I’m personally very comfortable with the idea that evolution was part of the creation process, one kicked off by an intelligent designer (one might even say programmer since evolutionary systems have been modeled in programming).

But I’m not here to talk about that, because Christians and non-Christians alike are missing the point when they argue about creationism.

Let me speak to Christians for a couple minutes (but if you’re not one please feel free to listen in):

1) The most central point in our faith is not God creating the world in six days. It’s Jesus Christ! Christ and his death for our sins is the single most important part of our faith, and it has nothing to do with this debate. His resurrection and promise of return is hopeful, and a sign that he conquered death.

2) This debate makes us look dumb. And we’re not. But it doesn’t help to contradict scientific evidence. Is evolution fully explained? No. But let’s not lean too heavily on the whole “it’s a theory” thing, because that misunderstands what the scientific community means when they say theory. It’s the whole “this all happened randomly” thing, especially when everything else in the world seems to tend to entropy that gets me questioning some aspects of evolution. But the process itself? Not so much. You can be a scientist and still believe there are things out there you can’t understand, like heaven and the price of sin, or exactly how random mutations work or occur.

3) There are so many other valuable things we could be (and some of us are) doing! Let’s reach out a hand to those in our community, love in a Christ like way. Our church has a food-pantry every Saturday which serves 75 households (we’re a 60 person church).

Okay everybody, lean in, cause this one’s important:

4) It doesn’t affect your day-to-day lives. For Christians, how is believing in a literal six day creation helping you to live in a Christ-like way? For non-Christians, does knowing we evolved from monkeys and lesser creatures affect any of your daily choices? Who to date, what to eat, etc?

5) But what about thinking critically? Absolutely. But, I’d be more of a fan if we taught exactly what evolution can prove and show than what I’ll call for lack of a better term the “evolutionary belief system”. I’ll admit, we have not scientifically proven that a creator was involved in the evolutionary process, but we have not dis-proven it either. When it comes to things like “how or why does evolution work?” “how do simpler things reorganize into more complex things”, random mutation is kind of a lousy answer. What exactly causes mutations? Answering “we don’t fully know” here is an acceptable (and preferable) way to go.
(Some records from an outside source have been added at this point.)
use core::{
	marker::PhantomData,
	ops::{Deref, DerefMut},
};

use crate::{
	error::{ExitError, ExitFatal},
	eval::*,
	machine::Machine,
	opcode::{Opcode, Operand, ZipmapOperand},
	runtime::{RuntimeBackend, RuntimeFunctions, RuntimeState},
};

/// Control state returned by an evaluation function.
#[derive(Clone, Debug, Eq, PartialEq)]
pub enum Control {
	/// Continue with the next operation.
	Continue,
	/// Abort the evaluation.
	Exit(ExitError),
	/// Run a zipmap over the given source. Handled by the interpreter loop,
	/// which owns the table needed to run the child source.
	Zipmap(ZipmapOperand),
}

/// Evaluation function type.
pub type Efn<S, H> = fn(&mut Machine<S>, &mut H, Opcode, Operand) -> Control;

/// The evaluation table, indexed by opcode.
pub struct Etable<S, H, F = Efn<S, H>>([F; 256], PhantomData<(S, H)>);

impl<S, H, F> Deref for Etable<S, H, F> {
	type Target = [F; 256];

	fn deref(&self) -> &[F; 256] {
		&self.0
	}
}

impl<S, H, F> DerefMut for Etable<S, H, F> {
	fn deref_mut(&mut self) -> &mut [F; 256] {
		&mut self.0
	}
}

impl<S, H, F> Etable<S, H, F>
where
	F: Fn(&mut Machine<S>, &mut H, Opcode, Operand) -> Control,
{
	/// Evaluate one operation.
	#[inline]
	pub fn eval(
		&self,
		machine: &mut Machine<S>,
		handle: &mut H,
		opcode: Opcode,
		operand: Operand,
	) -> Control {
		self.0[opcode.as_usize()](machine, handle, opcode, operand)
	}

	/// Wrap to create a new Etable.
	pub fn wrap<FW, FR>(self, wrapper: FW) -> Etable<S, H, FR>
	where
		FW: Fn(F, Opcode) -> FR,
		FR: Fn(&mut Machine<S>, &mut H, Opcode, Operand) -> Control,
	{
		let mut current_opcode = Opcode(0);
		Etable(
			self.0.map(|f| {
				let fr = wrapper(f, current_opcode);
				if current_opcode != Opcode(255) {
					current_opcode.0 += 1;
				}
				fr
			}),
			PhantomData,
		)
	}
}

impl<S, H> Etable<S, H> {
	/// Table where every opcode is invalid.
	#[must_use]
	pub fn none() -> Self {
		Self([eval_unknown as _; 256], PhantomData)
	}
}

impl<S, H> Etable<S, H>
where
	S: AsRef<RuntimeState>,
	H: RuntimeBackend + RuntimeFunctions,
{
	/// The full opcode set.
	#[must_use]
	pub fn core() -> Self {
		let mut table = Self::none();

		table[Opcode::CONSTANT.as_usize()] = eval_constant as _;
		table[Opcode::CONTEXT.as_usize()] = eval_context as _;
		table[Opcode::DUP.as_usize()] = eval_dup as _;
		table[Opcode::ZIPMAP.as_usize()] = eval_zipmap as _;
		table[Opcode::CALL.as_usize()] = eval_call as _;

		table[Opcode::EQUAL_TO.as_usize()] = eval_equal_to as _;
		table[Opcode::LESS_THAN.as_usize()] = eval_less_than as _;
		table[Opcode::GREATER_THAN.as_usize()] = eval_greater_than as _;
		table[Opcode::IS_ZERO.as_usize()] = eval_is_zero as _;
		table[Opcode::EAGER_IF.as_usize()] = eval_eager_if as _;
		table[Opcode::ANY.as_usize()] = eval_any as _;
		table[Opcode::EVERY.as_usize()] = eval_every as _;
		table[Opcode::ENSURE.as_usize()] = eval_ensure as _;

		table[Opcode::BLOCK_NUMBER.as_usize()] = eval_block_number as _;
		table[Opcode::BLOCK_TIMESTAMP.as_usize()] = eval_block_timestamp as _;
		table[Opcode::SENDER.as_usize()] = eval_sender as _;
		table[Opcode::THIS_ADDRESS.as_usize()] = eval_this_address as _;

		table[Opcode::GET.as_usize()] = eval_get as _;
		table[Opcode::SET.as_usize()] = eval_set as _;

		table[Opcode::ADD.as_usize()] = eval_add as _;
		table[Opcode::SUB.as_usize()] = eval_sub as _;
		table[Opcode::MUL.as_usize()] = eval_mul as _;
		table[Opcode::DIV.as_usize()] = eval_div as _;
		table[Opcode::MOD.as_usize()] = eval_mod as _;
		table[Opcode::EXP.as_usize()] = eval_exp as _;
		table[Opcode::MIN.as_usize()] = eval_min as _;
		table[Opcode::MAX.as_usize()] = eval_max as _;
		table[Opcode::SATURATING_ADD.as_usize()] = eval_saturating_add as _;
		table[Opcode::SATURATING_SUB.as_usize()] = eval_saturating_sub as _;
		table[Opcode::SATURATING_MUL.as_usize()] = eval_saturating_mul as _;
		table[Opcode::HASH.as_usize()] = eval_hash as _;

		table
	}
}

fn eval_unknown<S, H>(
	_machine: &mut Machine<S>,
	_handle: &mut H,
	opcode: Opcode,
	_operand: Operand,
) -> Control {
	Control::Exit(ExitFatal::InvalidOpcode(opcode).into())
}
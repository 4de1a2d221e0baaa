//! Attaching expressions and evaluating them against a backend.

use alloc::{boxed::Box, rc::Rc, vec::Vec};
use core::fmt;

use exvm_interpreter::{
	check, Context, Control, Etable, EtableInterpreter, ExitError, ExitFatal, Expression,
	ExpressionShape, IntegrityError, Machine, Opcode, Operand, RuntimeBackend,
	RuntimeBaseBackend, RuntimeEnvironment, RuntimeFunctions, RuntimeState, Scope, SourceBounds,
};
use primitive_types::{H160, U256};

use crate::{
	backend::{ApplyBackend, MergeStrategy, OverlayedBackend, OverlayedChangeSet},
	Config,
};

/// Extension function reachable through `CALL`. Receives its inputs in push
/// order and must return exactly as many words as the calling operand
/// declares.
pub trait ExternalFunction {
	fn call(&self, inputs: &[U256]) -> Result<Vec<U256>, ExitError>;
}

impl<F> ExternalFunction for F
where
	F: Fn(&[U256]) -> Result<Vec<U256>, ExitError>,
{
	fn call(&self, inputs: &[U256]) -> Result<Vec<U256>, ExitError> {
		self(inputs)
	}
}

/// Handle of an attached expression.
#[derive(Clone, Copy, Debug, Eq, PartialEq, Ord, PartialOrd, Hash)]
#[cfg_attr(feature = "with-serde", derive(serde::Serialize, serde::Deserialize))]
pub struct ExpressionId(pub usize);

impl fmt::Display for ExpressionId {
	fn fmt(&self, f: &mut fmt::Formatter<'_>) -> fmt::Result {
		write!(f, "#{}", self.0)
	}
}

/// Arguments of one evaluation.
#[derive(Clone, Debug, Default, Eq, PartialEq)]
pub struct EvalArgs {
	/// Entrypoint to run.
	pub source: usize,
	/// Context rows.
	pub context: Context,
	/// Immediate caller.
	pub caller: H160,
	/// Store segment within the host.
	pub subject: U256,
}

struct Attached {
	host: H160,
	expression: Rc<Expression>,
	shape: ExpressionShape,
	bounds: Rc<[SourceBounds]>,
}

/// Handler seen by the interpreter: the overlay plus the registered
/// functions.
struct InvokerHandler<'a, B> {
	backend: OverlayedBackend<B>,
	functions: &'a [Box<dyn ExternalFunction>],
}

impl<'a, B: RuntimeEnvironment> RuntimeEnvironment for InvokerHandler<'a, B> {
	fn block_number(&self) -> U256 {
		self.backend.block_number()
	}

	fn block_timestamp(&self) -> U256 {
		self.backend.block_timestamp()
	}
}

impl<'a, B: RuntimeBaseBackend> RuntimeBaseBackend for InvokerHandler<'a, B> {
	fn storage(&self, scope: Scope, key: U256) -> U256 {
		self.backend.storage(scope, key)
	}
}

impl<'a, B: RuntimeBaseBackend> RuntimeBackend for InvokerHandler<'a, B> {
	fn set_storage(&mut self, scope: Scope, key: U256, value: U256) -> Result<(), ExitError> {
		self.backend.set_storage(scope, key, value)
	}
}

impl<'a, B> RuntimeFunctions for InvokerHandler<'a, B> {
	fn call_function(&mut self, index: usize, inputs: &[U256]) -> Result<Vec<U256>, ExitError> {
		match self.functions.get(index) {
			Some(function) => function.call(inputs),
			None => Err(ExitFatal::Other("unregistered function".into()).into()),
		}
	}
}

/// Owns the attached expressions, the store and the extension functions.
pub struct Invoker<B> {
	backend: B,
	config: Config,
	expressions: Vec<Attached>,
	functions: Vec<Box<dyn ExternalFunction>>,
}

impl<B> Invoker<B> {
	pub fn new(backend: B, config: Config) -> Self {
		Self {
			backend,
			config,
			expressions: Vec::new(),
			functions: Vec::new(),
		}
	}

	pub fn config(&self) -> &Config {
		&self.config
	}

	pub fn backend(&self) -> &B {
		&self.backend
	}

	pub fn into_backend(self) -> B {
		self.backend
	}

	/// Register an extension function, returning its `CALL` index. Only
	/// expressions attached afterwards can reach it.
	pub fn register_function<F: ExternalFunction + 'static>(&mut self, function: F) -> usize {
		self.functions.push(Box::new(function));
		self.functions.len() - 1
	}

	/// Number of registered extension functions.
	pub fn function_count(&self) -> usize {
		self.functions.len()
	}

	/// Integrity check `expression` and attach it to `host`. The declared
	/// function count is capped at the registered one.
	pub fn attach(
		&mut self,
		host: H160,
		expression: Expression,
		mut shape: ExpressionShape,
	) -> Result<ExpressionId, IntegrityError> {
		shape.functions = shape.functions.min(self.functions.len());

		let bounds = match check(&expression, &shape, &self.config.integrity) {
			Ok(bounds) => bounds,
			Err(err) => {
				log::debug!(target: "exvm", "Attach to host {:?} rejected: {}", host, err);
				return Err(err);
			}
		};

		let id = ExpressionId(self.expressions.len());
		log::debug!(
			target: "exvm",
			"Attached expression {} to host {:?}, bounds {:?}",
			id,
			host,
			bounds
		);
		self.expressions.push(Attached {
			host,
			expression: Rc::new(expression),
			shape,
			bounds: bounds.into(),
		});
		Ok(id)
	}

	/// Host an expression is attached to.
	pub fn host(&self, id: ExpressionId) -> Option<H160> {
		self.expressions.get(id.0).map(|attached| attached.host)
	}

	pub fn expression(&self, id: ExpressionId) -> Option<&Expression> {
		self.expressions.get(id.0).map(|attached| &*attached.expression)
	}

	pub fn shape(&self, id: ExpressionId) -> Option<&ExpressionShape> {
		self.expressions.get(id.0).map(|attached| &attached.shape)
	}

	pub fn bounds(&self, id: ExpressionId) -> Option<&[SourceBounds]> {
		self.expressions.get(id.0).map(|attached| &attached.bounds[..])
	}
}

impl<B: RuntimeBaseBackend> Invoker<B> {
	/// Evaluate an entrypoint without touching the store. Returns the output
	/// and the writes the evaluation made, to be handed to [Invoker::finish].
	pub fn transact(
		&self,
		id: ExpressionId,
		args: EvalArgs,
	) -> Result<(Vec<U256>, OverlayedChangeSet), ExitError> {
		let attached = self
			.expressions
			.get(id.0)
			.ok_or(ExitFatal::UnknownExpression)?;
		if args.source >= attached.shape.min_outputs.len() {
			return Err(ExitFatal::NotEntrypoint.into());
		}
		args.context.check_shape(&attached.shape.context)?;

		let state = RuntimeState {
			context: Rc::new(args.context),
			caller: args.caller,
			scope: Scope {
				host: attached.host,
				subject: args.subject,
			},
		};
		let mut handler = InvokerHandler {
			backend: OverlayedBackend::new(&self.backend),
			functions: &self.functions,
		};

		let etable = Etable::core();
		let result = if log::log_enabled!(target: "exvm", log::Level::Trace) {
			run(attached, args.source, state, &traced(etable), &mut handler)
		} else {
			run(attached, args.source, state, &etable, &mut handler)
		};

		match &result {
			Ok(output) => log::debug!(
				target: "exvm",
				"Evaluated {} source {}: {} outputs",
				id,
				args.source,
				output.len()
			),
			Err(err) => log::debug!(
				target: "exvm",
				"Evaluated {} source {}: {}",
				id,
				args.source,
				err
			),
		}

		let output = result?;
		let (_, changeset) = handler.backend.deconstruct();
		Ok((output, changeset))
	}

	/// Evaluate an entrypoint and discard its writes.
	pub fn preview(&self, id: ExpressionId, args: EvalArgs) -> Result<Vec<U256>, ExitError> {
		self.transact(id, args).map(|(output, _)| output)
	}
}

impl<B: ApplyBackend> Invoker<B> {
	/// Merge or drop the writes of a [Invoker::transact] call.
	pub fn finish(&mut self, changeset: OverlayedChangeSet, strategy: MergeStrategy) {
		log::trace!(
			target: "exvm",
			"Finishing change set of {} entries: {:?}",
			changeset.len(),
			strategy
		);
		match strategy {
			MergeStrategy::Commit => self.backend.apply_overlayed(&changeset),
			MergeStrategy::Discard => (),
		}
	}

	/// Evaluate an entrypoint and commit its writes. A failed evaluation
	/// writes nothing.
	pub fn evaluate(&mut self, id: ExpressionId, args: EvalArgs) -> Result<Vec<U256>, ExitError> {
		let (output, changeset) = self.transact(id, args)?;
		self.finish(changeset, MergeStrategy::Commit);
		Ok(output)
	}
}

fn run<H, F>(
	attached: &Attached,
	source: usize,
	state: RuntimeState,
	etable: &Etable<RuntimeState, H, F>,
	handler: &mut H,
) -> Result<Vec<U256>, ExitError>
where
	F: Fn(&mut Machine<RuntimeState>, &mut H, Opcode, Operand) -> Control,
{
	let mut vm = EtableInterpreter::new(
		attached.expression.clone(),
		source,
		attached.bounds.clone(),
		state,
		etable,
	)?;
	vm.run(handler)?;
	Ok(vm.deconstruct().stack.into_data())
}

/// Wrap every entry of `etable` with per-opcode trace logging.
fn traced<H, F>(
	etable: Etable<RuntimeState, H, F>,
) -> Etable<RuntimeState, H, impl Fn(&mut Machine<RuntimeState>, &mut H, Opcode, Operand) -> Control>
where
	F: Fn(&mut Machine<RuntimeState>, &mut H, Opcode, Operand) -> Control,
{
	etable.wrap(|f, _| {
		move |machine: &mut Machine<RuntimeState>, handle: &mut H, opcode: Opcode, operand: Operand| {
			log::trace!(
				target: "exvm",
				"Running opcode: {:?} {:#06x}, source {}, stack height {}",
				opcode,
				operand.0,
				machine.source_index(),
				machine.stack.len()
			);
			f(machine, handle, opcode, operand)
		}
	})
}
6) We’re not changing anybody’s mind anyway. We can talk at each other all we like (apparently Ham and Nye went on for nearly two hours before the Q and A), but pretty much everybody’s leaving that room believing what they did before. You know what I’d like to see? I’d like to see a Christian who believes in evolution argue with a Christian who doesn’t. That would be a conversation I haven’t seen, and one that might get us to look better, and get the outside world to realize we don’t all think the same way about this. But really, I’d like to just move on.

So let’s have the debate that really matters: Which is better Star Trek or Star Wars? Please cite your sources.

The correct answer is Babylon 5.


Filed under Faith + Life

23 responses to “Evolution vs. Creationism (IT DOESN’T MATTER)

  1. The change now is that the Christians are becoming more vocal. They have started asserting their beliefs more and more and now they are threatening the future generation’s education by putting creationism in schools. There is no provable truth in Creationism, there has been no advancement in religion to spur on such a change. As per their history Christians are starting the war by chipping away at the intellectual constructs of the society. It must stop, and it must be opposed.

    • There are certainly specific political and denominational groups who are interested in putting creationism into public schools. I’m not sure if I believe it’s a movement and I’m not particularly interested in arguing with straw men.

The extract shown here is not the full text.